There are nine subspecies of giraffe that are distinguished by their pattern of spots or coloring and also where they live (they are all indigenous to Africa). Each individual giraffe has it’s own unique pattern of spots, like human fingerprints. The Masai giraffe has a pattern on it’s fur that sorta-kinda looks like an oak leaf or a raggedy star.

 

Least Concern

 

Norwegian Lemming

NorLemming

Let’s talk about the Norwegian Lemming’s natural adaption: they periodically SWARM. These lemmings reproduce at a crazy-fast rate and then eat all the food in their surrounding area, so they SWARM, en masse, to another suitable habitat with enough resources to do the whole thing over again. Reproduce, eat all the resources, SWARM.  And again: reproduce, eat everything, SWARM.

Norwegian lemmings are a primary food source for predators in the complex food chain of the Arctic. When their numbers are high and they’re swarming, predators have more food and their young thrive, young who then eat the lemmings until its population diminishes, causing the predatory population to diminish as well. Then that cycle starts again. Cycle after cycle.

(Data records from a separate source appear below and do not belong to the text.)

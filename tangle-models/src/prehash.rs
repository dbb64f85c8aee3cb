// Copyright (c) 2022 MASSA LABS <info@massa.net>

use std::collections::{HashMap, HashSet};
use std::convert::TryInto;
use std::hash::{BuildHasherDefault, Hasher};
use std::marker::PhantomData;

/// Marker for types whose `Hash` implementation feeds already uniformly
/// distributed bytes to the hasher (their last write is a hash digest).
pub trait PreHashed {}

/// Hasher that keeps the last 8 bytes written to it.
/// Only sound for `PreHashed` keys.
pub struct HashMapper<T: PreHashed> {
    source: PhantomData<T>,
    hash: u64,
}

impl<T: PreHashed> Default for HashMapper<T> {
    #[inline]
    fn default() -> Self {
        HashMapper {
            source: PhantomData,
            hash: 0,
        }
    }
}

impl<T: PreHashed> Hasher for HashMapper<T> {
    #[inline]
    fn finish(&self) -> u64 {
        self.hash
    }

    #[inline]
    fn write(&mut self, bytes: &[u8]) {
        // digests are at least 8 bytes long, shorter writes are length prefixes
        if let Some(start) = bytes.len().checked_sub(8) {
            if let Ok(tail) = bytes[start..].try_into() {
                self.hash = u64::from_ne_bytes(tail);
            }
        }
    }
}

/// `BuildHasher` for `HashMapper`
pub type BuildHashMapper<T> = BuildHasherDefault<HashMapper<T>>;

/// `HashMap` using the key's own digest as hash
pub type PreHashMap<K, V> = HashMap<K, V, BuildHashMapper<K>>;

/// `HashSet` using the element's own digest as hash
pub type PreHashSet<T> = HashSet<T, BuildHashMapper<T>>;

/// Allocate a prehashed container with a given capacity
pub trait CapacityAllocator {
    /// allocate with capacity
    fn with_capacity(capacity: usize) -> Self;
}

impl<K: PreHashed, V> CapacityAllocator for PreHashMap<K, V> {
    fn with_capacity(capacity: usize) -> Self {
        HashMap::with_capacity_and_hasher(capacity, BuildHashMapper::default())
    }
}

impl<T: PreHashed> CapacityAllocator for PreHashSet<T> {
    fn with_capacity(capacity: usize) -> Self {
        HashSet::with_capacity_and_hasher(capacity, BuildHashMapper::default())
    }
}
// Copyright (c) 2022 MASSA LABS <info@massa.net>

use crate::error::ModelsError;
use crate::prehash::PreHashed;
use serde_with::{DeserializeFromStr, SerializeDisplay};
use std::str::FromStr;
use tangle_hash::Hash;

const TRANSACTIONID_PREFIX: char = 'T';

/// Transaction identifier: the hash of the transaction content.
///
/// `TransactionId::genesis()` is the reserved root of the tangle. It is never
/// the hash of stored data; every chain of trunk/branch references ends there.
#[derive(
    Clone, Copy, Eq, PartialEq, Ord, PartialOrd, Hash, SerializeDisplay, DeserializeFromStr,
)]
pub struct TransactionId(Hash);

impl PreHashed for TransactionId {}

impl TransactionId {
    /// Wrap a hash
    pub fn new(hash: Hash) -> Self {
        TransactionId(hash)
    }

    /// The root sentinel
    pub const fn genesis() -> Self {
        TransactionId(Hash::ZERO)
    }

    /// true if this is the root sentinel
    pub fn is_genesis(&self) -> bool {
        self.0.is_zero()
    }

    /// underlying hash
    pub fn get_hash(&self) -> &Hash {
        &self.0
    }
}

impl std::fmt::Display for TransactionId {
    fn fmt(&self, f: &mut std::fmt::Formatter) -> std::fmt::Result {
        write!(
            f,
            "{}{}",
            TRANSACTIONID_PREFIX,
            bs58::encode(self.0.to_bytes()).with_check().into_string()
        )
    }
}

impl std::fmt::Debug for TransactionId {
    fn fmt(&self, f: &mut std::fmt::Formatter) -> std::fmt::Result {
        write!(f, "{}", self)
    }
}

impl FromStr for TransactionId {
    type Err = ModelsError;
    /// ## Example
    /// ```rust
    /// # use tangle_hash::Hash;
    /// # use std::str::FromStr;
    /// # use tangle_models::transaction_id::TransactionId;
    /// let id = TransactionId::new(Hash::compute_from(b"test"));
    /// let ser = id.to_string();
    /// assert_eq!(TransactionId::from_str(&ser).unwrap(), id);
    /// ```
    fn from_str(s: &str) -> Result<Self, Self::Err> {
        let mut chars = s.chars();
        match chars.next() {
            Some(prefix) if prefix == TRANSACTIONID_PREFIX => {
                let data = chars.collect::<String>();
                let decoded_bs58_check = bs58::decode(data)
                    .with_check(None)
                    .into_vec()
                    .map_err(|_| ModelsError::TransactionIdParseError)?;
                Ok(TransactionId(Hash::from_slice(&decoded_bs58_check)?))
            }
            _ => Err(ModelsError::TransactionIdParseError),
        }
    }
}

impl From<Hash> for TransactionId {
    fn from(hash: Hash) -> Self {
        TransactionId(hash)
    }
}
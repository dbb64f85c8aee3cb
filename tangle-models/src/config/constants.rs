// Copyright (c) 2022 MASSA LABS <info@massa.net>

//! DEFAULT VALUES USED TO INITIALIZE THE CONFIGURATION STRUCTURES
//!
//! Each crate may contain a `settings.rs` or a `config.rs`: the `Default`
//! implementation of each object takes its values from this file.

/// Maximum number of ids kept in each of the solid and non-solid tip sets
pub const MAX_TIPS: usize = 5000;
/// Exponential bias applied to ratings during the random walk
pub const DEFAULT_ALPHA: f64 = 0.001;
/// Maximum number of transactions explored when rating the future set of an entry point
pub const MAX_FUTURE_SET_SIZE: usize = 5000;
/// Largest future set an entry point may have
pub const MAX_SUBTANGLE_SIZE: usize = 15 * MAX_FUTURE_SET_SIZE;
/// Cumulative weight an entry point must reach
pub const CUMULATIVE_WEIGHT_THRESHOLD: usize = 5000;
/// Size of the recent sample used to find connected components
pub const STARTING_TIP_SAMPLE_SIZE: usize = 5000;
/// Number of walks used to estimate confidences
pub const CONFIDENCE_WALK_COUNT: usize = 100;
/// Walks attempted per side when a reference transaction is requested
pub const MAX_REFERENCE_WALK_ATTEMPTS: usize = 10;
/// Default minimum weight magnitude accepted by the storage
pub const MIN_WEIGHT_MAGNITUDE: u8 = 14;
/// Period of the database recycling, in milliseconds (one week)
pub const RECYCLER_INTERVAL_MS: u64 = 7 * 24 * 60 * 60 * 1000;
/// Number of recent transactions used by the lag calculator
pub const LAG_SAMPLE_SIZE: usize = 100;
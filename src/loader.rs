use std::path::PathBuf;
use std::rc::Rc;
use std::sync::mpsc::Sender;
use std::sync::Arc;
use std::thread;
use std::time::Duration;

use thiserror::Error;

use crate::bank::parse_bank;
use crate::question::Question;
use crate::session::{QuizSession, SessionOptions};
use crate::sound::SoundPort;
use crate::source::{QuestionSource, SourceLocation};

#[derive(Debug, Error)]
pub enum LoadError {
    #[error("request failed: {0}")]
    Http(#[from] reqwest::Error),
    #[error("server answered with status {0}")]
    Status(u16),
    #[error("could not read {}: {source}", .path.display())]
    Io {
        path: PathBuf,
        #[source]
        source: std::io::Error,
    },
    #[error("no bundled question bank named `{0}`")]
    UnknownBundle(String),
    #[error("response is not valid JSON: {0}")]
    Parse(#[source] serde_json::Error),
    #[error("unexpected document shape: {0}")]
    UnexpectedShape(String),
    #[error("question {} is invalid: {source}", .index + 1)]
    InvalidQuestion {
        index: usize,
        #[source]
        source: serde_json::Error,
    },
}

/// Coarse failure class shown to the user
#[derive(Debug, Clone, Copy, PartialEq, Eq, strum_macros::Display)]
pub enum LoadErrorKind {
    #[strum(to_string = "could not reach question source")]
    Network,
    #[strum(to_string = "failed to parse question bank")]
    Parse,
}

impl LoadError {
    pub fn kind(&self) -> LoadErrorKind {
        match self {
            LoadError::Http(_)
            | LoadError::Status(_)
            | LoadError::Io { .. }
            | LoadError::UnknownBundle(_) => LoadErrorKind::Network,
            LoadError::Parse(_)
            | LoadError::UnexpectedShape(_)
            | LoadError::InvalidQuestion { .. } => LoadErrorKind::Parse,
        }
    }

    fn is_retryable(&self) -> bool {
        matches!(self, LoadError::Http(_) | LoadError::Status(_))
    }
}

#[derive(Debug, Clone, Copy, PartialEq, Eq)]
pub struct RetryPolicy {
    /// Total attempts, including the first
    pub attempts: u32,
    pub backoff: Duration,
}

impl Default for RetryPolicy {
    fn default() -> Self {
        Self {
            attempts: 2,
            backoff: Duration::from_millis(500),
        }
    }
}

impl RetryPolicy {
    pub fn no_retry() -> Self {
        Self {
            attempts: 1,
            backoff: Duration::ZERO,
        }
    }
}

/// Fetch and parse a bank, retrying transient network failures.
pub fn load_with_retry(
    source: &dyn QuestionSource,
    location: &SourceLocation,
    policy: RetryPolicy,
) -> Result<Vec<Question>, LoadError> {
    let attempts = policy.attempts.max(1);
    let mut attempt = 1;
    loop {
        match source.fetch(location).and_then(|bytes| parse_bank(&bytes)) {
            Ok(questions) => return Ok(questions),
            Err(err) if err.is_retryable() && attempt < attempts => {
                tracing::warn!(%location, attempt, error = %err, "load failed, retrying");
                thread::sleep(policy.backoff * attempt);
                attempt += 1;
            }
            Err(err) => return Err(err),
        }
    }
}

/// Identifies one load request; only the newest ticket is honored
#[derive(Debug, Clone, PartialEq, Eq)]
pub struct LoadTicket {
    pub generation: u64,
    pub subject: String,
}

#[derive(Debug, Default)]
pub struct LoadTracker {
    current: u64,
}

impl LoadTracker {
    pub fn begin(&mut self, subject: impl Into<String>) -> LoadTicket {
        self.current += 1;
        LoadTicket {
            generation: self.current,
            subject: subject.into(),
        }
    }

    pub fn is_current(&self, ticket: &LoadTicket) -> bool {
        ticket.generation == self.current
    }

    pub fn generation(&self) -> u64 {
        self.current
    }
}

/// Result of a background load, tagged with the ticket that requested it
#[derive(Debug)]
pub struct LoadOutcome {
    pub ticket: LoadTicket,
    pub result: Result<Vec<Question>, LoadError>,
}

/// Runs bank loads off the UI thread
pub struct Loader {
    source: Arc<dyn QuestionSource>,
    policy: RetryPolicy,
}

impl Loader {
    pub fn new(source: Arc<dyn QuestionSource>, policy: RetryPolicy) -> Self {
        Self { source, policy }
    }

    /// Load on a fresh thread and deliver the outcome through `tx`.
    pub fn spawn<E>(&self, ticket: LoadTicket, location: SourceLocation, tx: Sender<E>)
    where
        E: From<LoadOutcome> + Send + 'static,
    {
        let source = Arc::clone(&self.source);
        let policy = self.policy;
        thread::spawn(move || {
            let result = load_with_retry(source.as_ref(), &location, policy);
            // receiver gone means the app is shutting down
            let _ = tx.send(E::from(LoadOutcome { ticket, result }));
        });
    }

    pub fn load_blocking(&self, location: &SourceLocation) -> Result<Vec<Question>, LoadError> {
        load_with_retry(self.source.as_ref(), location, self.policy)
    }
}

#[derive(Debug)]
pub enum LoadState {
    Idle,
    Loading { ticket: LoadTicket },
    Ready(QuizSession),
    Failed { error: LoadError, kind: LoadErrorKind },
}

impl LoadState {
    pub fn is_loading(&self) -> bool {
        matches!(self, LoadState::Loading { .. })
    }

    pub fn session(&self) -> Option<&QuizSession> {
        match self {
            LoadState::Ready(session) => Some(session),
            _ => None,
        }
    }

    pub fn session_mut(&mut self) -> Option<&mut QuizSession> {
        match self {
            LoadState::Ready(session) => Some(session),
            _ => None,
        }
    }
}

/// The active subject's load state plus the generation guard for it
pub struct SubjectSlot {
    tracker: LoadTracker,
    state: LoadState,
    subject: Option<String>,
    options: SessionOptions,
    sound: Rc<dyn SoundPort>,
}

impl SubjectSlot {
    pub fn new(options: SessionOptions, sound: Rc<dyn SoundPort>) -> Self {
        Self {
            tracker: LoadTracker::default(),
            state: LoadState::Idle,
            subject: None,
            options,
            sound,
        }
    }

    /// Start loading `subject`, discarding whatever session was active.
    pub fn begin(&mut self, subject: &str) -> LoadTicket {
        let ticket = self.tracker.begin(subject);
        tracing::info!(subject, generation = ticket.generation, "loading subject");
        self.subject = Some(subject.to_string());
        self.state = LoadState::Loading {
            ticket: ticket.clone(),
        };
        ticket
    }

    /// Apply a finished load. Returns false when the ticket is stale.
    pub fn complete(&mut self, outcome: LoadOutcome) -> bool {
        let LoadOutcome { ticket, result } = outcome;
        if !self.tracker.is_current(&ticket) {
            tracing::debug!(
                subject = %ticket.subject,
                generation = ticket.generation,
                current = self.tracker.generation(),
                "dropping stale load result"
            );
            return false;
        }

        self.state = match result {
            Ok(questions) => {
                tracing::info!(subject = %ticket.subject, count = questions.len(), "subject ready");
                LoadState::Ready(QuizSession::new(
                    questions,
                    self.options,
                    Rc::clone(&self.sound),
                ))
            }
            Err(error) => {
                let kind = error.kind();
                tracing::error!(subject = %ticket.subject, %error, "subject failed to load");
                LoadState::Failed { error, kind }
            }
        };
        true
    }

    pub fn state(&self) -> &LoadState {
        &self.state
    }

    pub fn state_mut(&mut self) -> &mut LoadState {
        &mut self.state
    }

    pub fn subject(&self) -> Option<&str> {
        self.subject.as_deref()
    }

    pub fn options(&self) -> SessionOptions {
        self.options
    }
}

#[cfg(test)]
mod tests {
    use super::*;
    use crate::session::ScoringStrategy;
    use crate::sound::Silent;
    use assert_matches::assert_matches;
    use std::sync::atomic::{AtomicU32, Ordering};
    use std::sync::mpsc;

    struct Canned {
        calls: AtomicU32,
        responses: Vec<fn() -> Result<Vec<u8>, LoadError>>,
    }

    impl Canned {
        fn new(responses: Vec<fn() -> Result<Vec<u8>, LoadError>>) -> Self {
            Self {
                calls: AtomicU32::new(0),
                responses,
            }
        }

        fn calls(&self) -> u32 {
            self.calls.load(Ordering::SeqCst)
        }
    }

    impl QuestionSource for Canned {
        fn fetch(&self, _location: &SourceLocation) -> Result<Vec<u8>, LoadError> {
            let n = self.calls.fetch_add(1, Ordering::SeqCst) as usize;
            let respond = self.responses[n.min(self.responses.len() - 1)];
            respond()
        }
    }

    fn three_questions() -> Result<Vec<u8>, LoadError> {
        Ok(br#"{"data": [
            {"question": "a", "options": ["x", "y", "z"], "correctAnswer": 2},
            {"question": "b", "options": ["x", "y"], "correctAnswer": 0},
            {"question": "c", "options": ["x", "y"], "correctAnswer": 1}
        ]}"#
        .to_vec())
    }

    fn unavailable() -> Result<Vec<u8>, LoadError> {
        Err(LoadError::Status(503))
    }

    fn garbage() -> Result<Vec<u8>, LoadError> {
        Ok(b"not json".to_vec())
    }

    fn empty() -> Result<Vec<u8>, LoadError> {
        Ok(b"[]".to_vec())
    }

    fn fast_retry() -> RetryPolicy {
        RetryPolicy {
            attempts: 2,
            backoff: Duration::from_millis(1),
        }
    }

    fn loc() -> SourceLocation {
        SourceLocation::Http("https://example.test/bank.json".into())
    }

    fn slot() -> SubjectSlot {
        SubjectSlot::new(SessionOptions::default(), Rc::new(Silent))
    }

    #[test]
    fn retries_network_failure_once() {
        let source = Canned::new(vec![unavailable, three_questions]);
        let questions = load_with_retry(&source, &loc(), fast_retry()).unwrap();
        assert_eq!(questions.len(), 3);
        assert_eq!(source.calls(), 2);
    }

    #[test]
    fn gives_up_after_policy_attempts() {
        let source = Canned::new(vec![unavailable]);
        let err = load_with_retry(&source, &loc(), fast_retry()).unwrap_err();
        assert_matches!(err, LoadError::Status(503));
        assert_eq!(source.calls(), 2);
    }

    #[test]
    fn parse_errors_are_not_retried() {
        let source = Canned::new(vec![garbage, three_questions]);
        let err = load_with_retry(&source, &loc(), fast_retry()).unwrap_err();
        assert_eq!(err.kind(), LoadErrorKind::Parse);
        assert_eq!(source.calls(), 1);
    }

    #[test]
    fn tracker_generations_increase() {
        let mut tracker = LoadTracker::default();
        let first = tracker.begin("math");
        let second = tracker.begin("science");
        assert!(second.generation > first.generation);
        assert!(!tracker.is_current(&first));
        assert!(tracker.is_current(&second));
    }

    #[test]
    fn slot_moves_from_loading_to_ready() {
        let mut slot = slot();
        assert_matches!(slot.state(), LoadState::Idle);

        let ticket = slot.begin("math");
        assert!(slot.state().is_loading());
        assert_eq!(slot.subject(), Some("math"));

        let result = load_with_retry(&Canned::new(vec![three_questions]), &loc(), fast_retry());
        assert!(slot.complete(LoadOutcome { ticket, result }));
        let session = slot.state().session().unwrap();
        assert_eq!(session.len(), 3);
        assert_eq!(session.total_points(), 0);
    }

    #[test]
    fn stale_result_is_dropped() {
        let mut slot = slot();
        let stale = slot.begin("math");
        let current = slot.begin("science");

        let result = load_with_retry(&Canned::new(vec![three_questions]), &loc(), fast_retry());
        assert!(!slot.complete(LoadOutcome {
            ticket: stale,
            result
        }));
        assert_matches!(slot.state(), LoadState::Loading { ticket } if *ticket == current);
        assert_eq!(slot.subject(), Some("science"));
    }

    #[test]
    fn empty_bank_is_ready_with_zero_questions() {
        let mut slot = slot();
        let ticket = slot.begin("space");
        let result = load_with_retry(&Canned::new(vec![empty]), &loc(), fast_retry());
        slot.complete(LoadOutcome { ticket, result });

        let session = slot.state().session().unwrap();
        assert!(session.is_empty());
        assert_eq!(session.total_points(), 0);
        assert_eq!(session.max_points(), 0);
    }

    #[test]
    fn malformed_bank_fails_distinctly() {
        let mut slot = slot();
        let ticket = slot.begin("ethics");
        let result = load_with_retry(&Canned::new(vec![garbage]), &loc(), fast_retry());
        slot.complete(LoadOutcome { ticket, result });

        assert!(!slot.state().is_loading());
        assert!(slot.state().session().is_none());
        assert_matches!(
            slot.state(),
            LoadState::Failed {
                kind: LoadErrorKind::Parse,
                ..
            }
        );
    }

    #[test]
    fn unreachable_source_fails_with_network_kind() {
        let mut slot = slot();
        let ticket = slot.begin("ethics");
        let result = load_with_retry(&Canned::new(vec![unavailable]), &loc(), fast_retry());
        slot.complete(LoadOutcome { ticket, result });

        assert_matches!(
            slot.state(),
            LoadState::Failed {
                kind: LoadErrorKind::Network,
                error: LoadError::Status(503)
            }
        );
    }

    #[test]
    fn switching_subjects_resets_session_state() {
        let mut slot = slot();
        let ticket = slot.begin("math");
        let result = load_with_retry(&Canned::new(vec![three_questions]), &loc(), fast_retry());
        slot.complete(LoadOutcome { ticket, result });

        let session = slot.state_mut().session_mut().unwrap();
        session.select_option(0, 2).unwrap();
        session.reveal_explanation(0).unwrap();
        session.toggle_score(0).unwrap();
        assert_eq!(session.total_points(), 10);

        let ticket = slot.begin("science");
        let result = load_with_retry(&Canned::new(vec![three_questions]), &loc(), fast_retry());
        slot.complete(LoadOutcome { ticket, result });

        let session = slot.state().session().unwrap();
        assert_eq!(session.total_points(), 0);
        assert_eq!(session.answered_count(), 0);
        assert!((0..session.len()).all(|i| !session.is_explanation_visible(i)));
        assert!((0..session.len()).all(|i| !session.is_score_awarded(i)));
    }

    #[test]
    fn slot_sessions_use_configured_options() {
        let options = SessionOptions {
            scoring: ScoringStrategy::AutoGraded,
            ..SessionOptions::default()
        };
        let mut slot = SubjectSlot::new(options, Rc::new(Silent));
        let ticket = slot.begin("math");
        let result = load_with_retry(&Canned::new(vec![three_questions]), &loc(), fast_retry());
        slot.complete(LoadOutcome { ticket, result });

        assert_eq!(
            slot.state().session().unwrap().options().scoring,
            ScoringStrategy::AutoGraded
        );
    }

    #[test]
    fn loader_thread_delivers_outcome() {
        let loader = Loader::new(Arc::new(Canned::new(vec![three_questions])), fast_retry());
        let mut tracker = LoadTracker::default();
        let ticket = tracker.begin("math");
        let (tx, rx) = mpsc::channel::<LoadOutcome>();

        loader.spawn(ticket.clone(), loc(), tx);

        let outcome = rx.recv_timeout(Duration::from_secs(5)).unwrap();
        assert_eq!(outcome.ticket, ticket);
        assert_eq!(outcome.result.unwrap().len(), 3);
    }
}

It all happens without planning, a lovely wheel that keeps spinning. Sometimes you just gotta take your hands off the controls and let life happen. And then SWARM.

 

Least Concern

Klipspringer

Klipspringer

Kopje (Dutch), monadnock (American Indian), and inselberg (German) are all weird words that I’ve never heard of before. They mean an isolated rocky hill usually surrounded by a veld. A veld is an area of land with few trees. Now that we have that straightened out, guess who lives on the kopje? YES! The Klipspringer! They are tiny little jumping ballerina antelopes. They can squeeeeeeeze their tiny wittle hooves all together in an area as small as a silver dollar, while balancing and looking adorable.